ISABELLE BONZOM
ANALOGIES
A SOLO SHOW BY ISABELLE BONZOM
AT THE MUSEUM OF THE ISLAND OF NOIRMOUTIER, WESTERN FRANCE
In the summer of 1996, the Musée des Traditions de l'Ile de Noirmoutier (Museum of Popular Arts and Traditions of the Island of Noirmoutier) gave carte blanche to artist Isabelle Bonzom for her creation of an exhibit weaving a dialogue with museum collections. An on-site specific solo show, "Analogies" was built on associations of ideas and images, on comparison and confrontation as it considered the museum collections and galleries, as well as the interior garden and the surroundings of the museum.
Isabelle Bonzom conceived and created a pictorial itinerary related to the themes and artifacts presented in the museum: the sea, the trades and customs of the islanders. The exhibition, like a treasure hunt, led visitors on a pathway that started in the neighboring streets and entered the museum before continuing into the courtyard garden. In a dialogue with their context, one hundred paintings by Isabelle Bonzom were displayed in the museum and blended with collections while the artist created a dozen mural paintings in the adjacent streets.
She painted shellfishes on various walls in the streets as allusions to the island’s environment and to real shellfish presented in the museum’s collections.

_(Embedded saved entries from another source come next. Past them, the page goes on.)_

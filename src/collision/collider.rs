use nalgebra::{Rotation3, Unit};

use crate::{
    geometry::{FloatType, WorldPoint, WorldVector, normalize_or_self},
    scene::{Object, primitives::PLANE_EXTENT},
};

use super::gjk::SupportMap;

/// Physics view of a surface.
#[derive(Copy, Clone, Debug)]
pub enum ColliderShape<'a> {
    Sphere {
        center: WorldPoint,
        radius: FloatType,
    },
    /// Two sided plane `normal . x = offset`.
    Plane {
        normal: Unit<WorldVector>,
        offset: FloatType,
    },
    Box {
        center: WorldPoint,
        half_extents: WorldVector,
        orientation: Rotation3<FloatType>,
    },
    /// Any other convex shape, only known through its support function.
    Convex(&'a dyn Object),
}

#[derive(Copy, Clone, Debug)]
pub struct Collider<'a> {
    pub shape: ColliderShape<'a>,
    /// Zero for immovable bodies. Kept for dynamics, resting contacts ignore it.
    pub inverse_mass: FloatType,
}

impl<'a> Collider<'a> {
    pub fn new(shape: ColliderShape<'a>) -> Self {
        Collider {
            shape,
            inverse_mass: 0.0,
        }
    }

    pub fn with_inverse_mass(self, inverse_mass: FloatType) -> Self {
        Collider {
            inverse_mass,
            ..self
        }
    }

    pub fn center(&self) -> WorldPoint {
        match &self.shape {
            ColliderShape::Sphere { center, .. } | ColliderShape::Box { center, .. } => *center,
            ColliderShape::Plane { normal, offset } => WorldPoint::from(normal.as_ref() * *offset),
            ColliderShape::Convex(object) => object.center(),
        }
    }
}

impl SupportMap for Collider<'_> {
    fn support(&self, direction: &WorldVector) -> WorldPoint {
        match &self.shape {
            ColliderShape::Sphere { center, radius } => {
                center + normalize_or_self(*direction) * *radius
            }
            ColliderShape::Box {
                center,
                half_extents,
                orientation,
            } => {
                let local = orientation.inverse_transform_vector(direction);
                let corner = half_extents.zip_map(&local, |h, d| if d >= 0.0 { h } else { -h });
                center + orientation * corner
            }
            // Planes are never fed to GJK, a far point keeps the map total
            ColliderShape::Plane { normal, offset } => {
                WorldPoint::from(normal.as_ref() * *offset)
                    + (direction - normal.as_ref() * direction.dot(normal.as_ref()))
                        * PLANE_EXTENT
            }
            ColliderShape::Convex(object) => object.support(direction),
        }
    }
}

/// Result of a narrow phase test.
#[derive(Copy, Clone, Debug, PartialEq)]
pub struct Contact {
    pub hit: bool,
    /// Unit vector pointing from the first body towards the second.
    pub normal: WorldVector,
    /// Penetration depth, zero when only the fact of touching is known.
    pub depth: FloatType,
    pub point: WorldPoint,
}

impl Contact {
    pub fn none() -> Self {
        Contact {
            hit: false,
            normal: WorldVector::zeros(),
            depth: 0.0,
            point: WorldPoint::origin(),
        }
    }

    pub fn new(normal: WorldVector, depth: FloatType, point: WorldPoint) -> Self {
        Contact {
            hit: true,
            normal,
            depth,
            point,
        }
    }

    /// The same contact seen from the other body.
    pub fn flipped(self) -> Self {
        Contact {
            normal: -self.normal,
            ..self
        }
    }
}
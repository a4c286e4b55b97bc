use nalgebra::{Rotation3, Unit};

use crate::{
    geometry::{FloatType, Ray, WorldBox, WorldPoint, WorldVector},
    scene::{Object, ShapeHit},
};

use super::{cylindrical_uv, disk_extents, disk_support, intersect_capped_cylinder};

/// Capped cylinder centered on `center`, extending `height / 2` along both directions of `axis`.
#[derive(Clone, Debug, PartialEq)]
pub struct Cylinder {
    pub center: WorldPoint,
    pub axis: Unit<WorldVector>,
    pub radius: FloatType,
    pub height: FloatType,
}

impl Cylinder {
    pub fn new(
        center: WorldPoint,
        axis: Unit<WorldVector>,
        radius: FloatType,
        height: FloatType,
    ) -> Self {
        Cylinder {
            center,
            axis,
            radius: radius.abs(),
            height: height.abs(),
        }
    }

    fn base(&self) -> WorldPoint {
        self.center - self.axis.as_ref() * (self.height / 2.0)
    }
}

impl Object for Cylinder {
    fn intersect(&self, ray: &Ray, t_min: FloatType, t_max: FloatType) -> Option<ShapeHit> {
        let base = self.base();
        let hit = intersect_capped_cylinder(
            ray,
            &base,
            &self.axis,
            self.radius,
            self.height,
            t_min,
            t_max,
        )?;
        let point = ray.point_at(hit.t);
        Some(
            ShapeHit::new(hit.t, point, hit.normal).with_texture_coordinates(cylindrical_uv(
                &point,
                &base,
                &self.axis,
                self.height,
            )),
        )
    }

    fn get_bounding_box(&self) -> WorldBox {
        let half_extents = self.axis.map(|a| a.abs() * self.height / 2.0)
            + disk_extents(&self.axis, self.radius);
        WorldBox::from_center(self.center, half_extents)
    }

    fn translate(&mut self, delta: &WorldVector) {
        self.center += delta;
    }

    fn rotate(&mut self, rotation: &Rotation3<FloatType>) {
        self.axis = rotation * self.axis;
    }

    fn center(&self) -> WorldPoint {
        self.center
    }

    fn support(&self, direction: &WorldVector) -> WorldPoint {
        let cap_offset = if direction.dot(self.axis.as_ref()) >= 0.0 {
            self.height / 2.0
        } else {
            -self.height / 2.0
        };
        let cap_center = self.center + self.axis.as_ref() * cap_offset;
        disk_support(&cap_center, &self.axis, self.radius, direction)
    }
}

In “The Cycle of the Moon,” she painted on local roof tiles a work of art that was displayed in the museum room dedicated to navigation, as a nod to the celestial body’s influence on tides.
To the right: a gallery in the Museum of Popular Arts and Traditions of the Island of Noirmoutier where “Gimlet” painted by Isabelle Bonzom was presented. This painting was inserted on a real carpenter’s workbench that belonged to the collections. Likewise, dozens of Isabelle Bonzom’s other paintings were integrated into the collections throughout the eight rooms of the museum.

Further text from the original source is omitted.